* _Task directions_:
From the listing below, copy only the lines running from the line that contains "shared across handlers." to the line that contains "pub async fn", both included.

* _Information_:
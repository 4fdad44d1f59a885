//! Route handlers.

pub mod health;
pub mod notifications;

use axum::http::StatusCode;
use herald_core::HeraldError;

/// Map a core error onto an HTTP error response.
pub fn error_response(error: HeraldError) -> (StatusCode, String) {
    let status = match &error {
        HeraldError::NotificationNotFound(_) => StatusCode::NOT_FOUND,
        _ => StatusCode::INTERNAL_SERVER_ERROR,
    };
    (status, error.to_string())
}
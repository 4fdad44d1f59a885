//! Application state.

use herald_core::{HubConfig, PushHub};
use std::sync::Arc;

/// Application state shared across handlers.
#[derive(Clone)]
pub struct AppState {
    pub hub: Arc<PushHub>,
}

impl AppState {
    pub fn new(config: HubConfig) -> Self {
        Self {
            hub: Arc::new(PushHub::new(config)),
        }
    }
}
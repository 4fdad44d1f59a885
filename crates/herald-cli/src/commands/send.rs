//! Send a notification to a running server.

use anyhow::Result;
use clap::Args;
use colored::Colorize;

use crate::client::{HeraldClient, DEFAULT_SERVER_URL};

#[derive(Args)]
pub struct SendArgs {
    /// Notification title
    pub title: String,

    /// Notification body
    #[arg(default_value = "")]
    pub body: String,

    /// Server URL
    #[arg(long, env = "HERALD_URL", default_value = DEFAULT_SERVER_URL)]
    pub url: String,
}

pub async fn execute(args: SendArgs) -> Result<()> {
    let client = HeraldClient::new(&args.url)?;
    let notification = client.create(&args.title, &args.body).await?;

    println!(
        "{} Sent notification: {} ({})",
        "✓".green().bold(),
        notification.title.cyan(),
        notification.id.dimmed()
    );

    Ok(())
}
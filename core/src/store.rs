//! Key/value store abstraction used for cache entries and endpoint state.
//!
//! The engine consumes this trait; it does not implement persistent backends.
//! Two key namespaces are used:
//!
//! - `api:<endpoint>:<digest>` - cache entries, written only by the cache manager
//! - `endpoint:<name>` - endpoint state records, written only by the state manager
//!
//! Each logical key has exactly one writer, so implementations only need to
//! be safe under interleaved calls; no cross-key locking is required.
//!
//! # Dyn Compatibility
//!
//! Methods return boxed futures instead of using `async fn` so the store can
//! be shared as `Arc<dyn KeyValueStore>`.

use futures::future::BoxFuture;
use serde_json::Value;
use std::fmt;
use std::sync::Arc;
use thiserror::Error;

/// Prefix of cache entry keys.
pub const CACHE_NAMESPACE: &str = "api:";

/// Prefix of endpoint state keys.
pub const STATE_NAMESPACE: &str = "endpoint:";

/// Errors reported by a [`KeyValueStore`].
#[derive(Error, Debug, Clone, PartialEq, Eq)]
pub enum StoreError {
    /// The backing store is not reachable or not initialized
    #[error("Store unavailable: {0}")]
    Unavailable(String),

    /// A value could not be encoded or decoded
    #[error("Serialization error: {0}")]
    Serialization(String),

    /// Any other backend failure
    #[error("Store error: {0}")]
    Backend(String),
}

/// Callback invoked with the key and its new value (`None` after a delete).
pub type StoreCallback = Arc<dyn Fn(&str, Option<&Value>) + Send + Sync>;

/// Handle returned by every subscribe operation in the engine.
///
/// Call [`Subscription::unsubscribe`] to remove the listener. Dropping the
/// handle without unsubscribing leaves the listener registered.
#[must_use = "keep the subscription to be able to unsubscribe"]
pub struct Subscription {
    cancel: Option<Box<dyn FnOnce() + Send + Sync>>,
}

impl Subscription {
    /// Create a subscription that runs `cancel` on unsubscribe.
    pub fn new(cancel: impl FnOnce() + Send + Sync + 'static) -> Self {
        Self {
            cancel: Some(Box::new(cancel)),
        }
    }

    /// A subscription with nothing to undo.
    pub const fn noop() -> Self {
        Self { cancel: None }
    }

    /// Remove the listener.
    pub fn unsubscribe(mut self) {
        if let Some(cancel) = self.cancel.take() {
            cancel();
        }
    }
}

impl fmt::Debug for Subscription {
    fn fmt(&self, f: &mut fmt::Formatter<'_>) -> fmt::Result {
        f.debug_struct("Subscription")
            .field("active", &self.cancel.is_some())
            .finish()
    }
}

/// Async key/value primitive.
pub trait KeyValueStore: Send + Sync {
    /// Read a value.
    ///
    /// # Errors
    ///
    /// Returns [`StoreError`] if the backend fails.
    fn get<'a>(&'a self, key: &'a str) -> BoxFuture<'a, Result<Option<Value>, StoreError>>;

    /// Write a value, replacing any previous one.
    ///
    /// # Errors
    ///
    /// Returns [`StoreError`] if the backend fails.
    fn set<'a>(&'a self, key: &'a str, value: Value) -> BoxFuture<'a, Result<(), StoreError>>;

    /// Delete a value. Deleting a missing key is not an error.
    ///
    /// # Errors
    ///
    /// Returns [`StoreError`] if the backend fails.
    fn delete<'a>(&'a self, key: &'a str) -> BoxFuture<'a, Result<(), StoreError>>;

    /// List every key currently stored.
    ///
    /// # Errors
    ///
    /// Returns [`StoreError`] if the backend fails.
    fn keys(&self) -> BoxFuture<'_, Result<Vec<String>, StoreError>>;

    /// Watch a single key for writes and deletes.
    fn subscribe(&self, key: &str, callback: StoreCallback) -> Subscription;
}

...

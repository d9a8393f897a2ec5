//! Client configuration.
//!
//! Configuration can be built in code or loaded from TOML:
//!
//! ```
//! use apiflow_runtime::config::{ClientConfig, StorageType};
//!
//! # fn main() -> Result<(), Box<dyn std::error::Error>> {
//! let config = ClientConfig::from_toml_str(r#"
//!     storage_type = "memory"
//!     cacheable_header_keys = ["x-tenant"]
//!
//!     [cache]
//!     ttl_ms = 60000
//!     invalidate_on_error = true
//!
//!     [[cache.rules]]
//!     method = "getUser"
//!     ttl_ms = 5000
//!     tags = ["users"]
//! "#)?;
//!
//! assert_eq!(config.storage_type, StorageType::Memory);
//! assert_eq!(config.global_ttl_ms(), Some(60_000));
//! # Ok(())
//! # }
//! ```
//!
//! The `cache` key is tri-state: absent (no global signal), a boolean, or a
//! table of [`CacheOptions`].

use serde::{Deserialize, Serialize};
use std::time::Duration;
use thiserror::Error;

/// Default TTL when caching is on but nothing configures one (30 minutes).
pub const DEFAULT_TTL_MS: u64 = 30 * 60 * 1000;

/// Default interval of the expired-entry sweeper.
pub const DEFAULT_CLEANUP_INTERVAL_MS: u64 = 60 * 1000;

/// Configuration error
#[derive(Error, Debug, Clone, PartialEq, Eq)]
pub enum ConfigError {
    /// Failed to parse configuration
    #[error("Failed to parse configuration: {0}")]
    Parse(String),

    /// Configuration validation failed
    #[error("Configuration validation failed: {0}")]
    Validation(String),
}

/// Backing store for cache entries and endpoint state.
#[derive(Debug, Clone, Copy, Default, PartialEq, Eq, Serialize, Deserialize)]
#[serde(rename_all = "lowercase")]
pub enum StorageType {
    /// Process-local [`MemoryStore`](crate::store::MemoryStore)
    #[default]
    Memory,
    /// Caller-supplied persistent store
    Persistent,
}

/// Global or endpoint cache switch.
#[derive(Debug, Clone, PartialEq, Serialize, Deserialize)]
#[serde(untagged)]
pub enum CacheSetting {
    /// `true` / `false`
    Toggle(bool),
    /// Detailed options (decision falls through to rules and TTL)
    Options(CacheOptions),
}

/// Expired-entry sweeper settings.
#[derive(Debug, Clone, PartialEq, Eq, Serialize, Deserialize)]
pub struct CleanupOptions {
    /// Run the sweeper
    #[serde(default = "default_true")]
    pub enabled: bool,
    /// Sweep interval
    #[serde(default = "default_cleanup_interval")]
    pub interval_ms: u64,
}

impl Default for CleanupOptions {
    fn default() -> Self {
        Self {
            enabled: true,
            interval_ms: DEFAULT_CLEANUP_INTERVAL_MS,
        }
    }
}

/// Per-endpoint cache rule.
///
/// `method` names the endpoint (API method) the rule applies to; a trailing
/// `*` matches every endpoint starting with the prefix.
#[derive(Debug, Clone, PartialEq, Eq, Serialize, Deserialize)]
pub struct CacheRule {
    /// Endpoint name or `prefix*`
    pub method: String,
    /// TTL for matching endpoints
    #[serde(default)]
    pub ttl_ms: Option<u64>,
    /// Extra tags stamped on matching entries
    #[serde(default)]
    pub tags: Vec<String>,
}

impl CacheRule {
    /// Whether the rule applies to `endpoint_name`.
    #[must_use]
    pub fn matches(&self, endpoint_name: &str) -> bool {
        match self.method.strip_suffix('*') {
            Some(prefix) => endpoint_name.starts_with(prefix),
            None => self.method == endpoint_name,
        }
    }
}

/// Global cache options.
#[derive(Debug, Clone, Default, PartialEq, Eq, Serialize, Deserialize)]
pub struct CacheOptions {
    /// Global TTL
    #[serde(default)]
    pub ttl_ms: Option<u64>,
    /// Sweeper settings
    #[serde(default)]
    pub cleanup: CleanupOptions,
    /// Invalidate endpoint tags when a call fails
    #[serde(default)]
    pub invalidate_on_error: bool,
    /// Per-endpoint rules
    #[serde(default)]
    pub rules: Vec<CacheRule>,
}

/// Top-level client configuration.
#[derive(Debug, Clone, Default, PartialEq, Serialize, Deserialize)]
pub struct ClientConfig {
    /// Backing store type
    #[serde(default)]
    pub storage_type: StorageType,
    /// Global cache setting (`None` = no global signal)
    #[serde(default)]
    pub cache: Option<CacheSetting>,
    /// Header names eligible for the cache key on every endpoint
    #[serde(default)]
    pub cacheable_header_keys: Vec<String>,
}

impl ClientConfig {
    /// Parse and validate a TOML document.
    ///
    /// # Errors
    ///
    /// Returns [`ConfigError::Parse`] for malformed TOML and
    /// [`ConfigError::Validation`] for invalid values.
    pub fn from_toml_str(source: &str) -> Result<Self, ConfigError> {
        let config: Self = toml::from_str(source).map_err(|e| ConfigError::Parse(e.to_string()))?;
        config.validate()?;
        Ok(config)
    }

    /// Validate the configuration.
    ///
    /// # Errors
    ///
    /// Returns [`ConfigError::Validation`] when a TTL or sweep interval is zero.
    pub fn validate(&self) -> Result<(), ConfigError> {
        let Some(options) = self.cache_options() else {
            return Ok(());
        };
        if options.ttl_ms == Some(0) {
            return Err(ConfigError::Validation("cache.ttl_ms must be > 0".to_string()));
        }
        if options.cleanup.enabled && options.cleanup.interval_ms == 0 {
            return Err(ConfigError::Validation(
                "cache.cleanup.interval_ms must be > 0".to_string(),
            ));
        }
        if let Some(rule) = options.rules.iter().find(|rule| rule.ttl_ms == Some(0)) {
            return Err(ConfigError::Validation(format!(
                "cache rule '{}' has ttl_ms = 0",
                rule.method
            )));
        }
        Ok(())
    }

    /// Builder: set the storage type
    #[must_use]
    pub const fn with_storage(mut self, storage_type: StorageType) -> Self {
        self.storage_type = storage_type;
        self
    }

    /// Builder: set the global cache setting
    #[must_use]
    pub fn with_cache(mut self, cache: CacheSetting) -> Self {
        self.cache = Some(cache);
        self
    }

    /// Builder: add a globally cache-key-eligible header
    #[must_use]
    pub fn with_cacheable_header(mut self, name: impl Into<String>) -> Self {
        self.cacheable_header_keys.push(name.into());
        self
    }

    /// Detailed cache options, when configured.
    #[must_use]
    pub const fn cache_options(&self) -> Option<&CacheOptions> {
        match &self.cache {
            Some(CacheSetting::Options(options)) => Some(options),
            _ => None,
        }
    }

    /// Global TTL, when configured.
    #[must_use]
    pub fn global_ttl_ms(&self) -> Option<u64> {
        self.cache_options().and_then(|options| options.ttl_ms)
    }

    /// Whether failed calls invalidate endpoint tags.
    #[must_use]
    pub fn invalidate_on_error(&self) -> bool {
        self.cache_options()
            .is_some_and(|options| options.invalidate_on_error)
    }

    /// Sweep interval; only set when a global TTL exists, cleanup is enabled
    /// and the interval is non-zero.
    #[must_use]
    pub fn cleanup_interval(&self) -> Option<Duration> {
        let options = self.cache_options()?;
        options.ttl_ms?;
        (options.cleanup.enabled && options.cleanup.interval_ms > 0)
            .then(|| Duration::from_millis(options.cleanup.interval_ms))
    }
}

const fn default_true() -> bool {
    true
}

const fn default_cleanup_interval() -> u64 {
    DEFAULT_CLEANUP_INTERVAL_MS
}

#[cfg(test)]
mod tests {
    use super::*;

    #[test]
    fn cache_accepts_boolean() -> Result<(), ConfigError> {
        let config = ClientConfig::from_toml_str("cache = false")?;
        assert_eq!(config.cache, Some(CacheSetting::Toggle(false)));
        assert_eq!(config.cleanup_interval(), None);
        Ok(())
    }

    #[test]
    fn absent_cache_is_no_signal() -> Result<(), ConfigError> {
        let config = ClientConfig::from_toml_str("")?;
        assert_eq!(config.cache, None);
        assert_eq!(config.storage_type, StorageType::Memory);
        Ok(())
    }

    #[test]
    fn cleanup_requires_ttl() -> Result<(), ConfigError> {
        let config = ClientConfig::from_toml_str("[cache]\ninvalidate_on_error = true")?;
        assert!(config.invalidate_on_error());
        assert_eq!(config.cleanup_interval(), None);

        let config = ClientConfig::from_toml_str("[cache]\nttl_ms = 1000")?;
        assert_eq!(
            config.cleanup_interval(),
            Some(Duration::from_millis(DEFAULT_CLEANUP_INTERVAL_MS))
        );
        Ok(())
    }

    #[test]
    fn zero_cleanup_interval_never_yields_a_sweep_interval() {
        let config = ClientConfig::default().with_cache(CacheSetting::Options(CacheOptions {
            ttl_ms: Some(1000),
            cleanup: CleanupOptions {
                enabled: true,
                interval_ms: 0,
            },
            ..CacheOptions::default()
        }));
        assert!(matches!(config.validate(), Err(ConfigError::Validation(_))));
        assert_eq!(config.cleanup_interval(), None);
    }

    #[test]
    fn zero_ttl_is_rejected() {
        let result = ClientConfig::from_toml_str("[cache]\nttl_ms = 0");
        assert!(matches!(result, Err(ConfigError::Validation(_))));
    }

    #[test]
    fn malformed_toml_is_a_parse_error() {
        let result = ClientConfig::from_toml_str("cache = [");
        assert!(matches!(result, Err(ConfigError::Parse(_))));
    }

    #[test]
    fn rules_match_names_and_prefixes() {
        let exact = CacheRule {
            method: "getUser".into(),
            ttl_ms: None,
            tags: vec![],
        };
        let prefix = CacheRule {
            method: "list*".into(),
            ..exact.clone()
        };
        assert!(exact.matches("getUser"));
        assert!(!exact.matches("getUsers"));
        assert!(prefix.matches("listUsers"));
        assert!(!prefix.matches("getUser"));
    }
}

* _Output of the task_:
/// Application state shared across handlers.
#[derive(Clone)]
pub struct AppState {
    pub hub: Arc<PushHub>,
}

impl AppState {
    pub fn new(config: HubConfig) -> Self {
        Self {
            hub: Arc::new(PushHub::new(config)),
        }
    }
}
repository 4fdad44d1f59a885
filename crates/herald-cli/src/commands/send.rs
//! Send a notification to a running server.

use anyhow::Result;
use clap::Args;
use colored::Colorize;

use crate::client::{HeraldClient, DEFAULT_SERVER_URL};

#[derive(Args)]
pub struct SendArgs {
    /// Notification title
    pub title: String,

    /// Notification body
    #[arg(default_value = "")]
    pub body: String,

    /// Server URL
    #[arg(long, env = "HERALD_URL", default_value = DEFAULT_SERVER_URL)]
    pub url: String,
}

pub async fn execute(args: SendArgs) -> Result<()> {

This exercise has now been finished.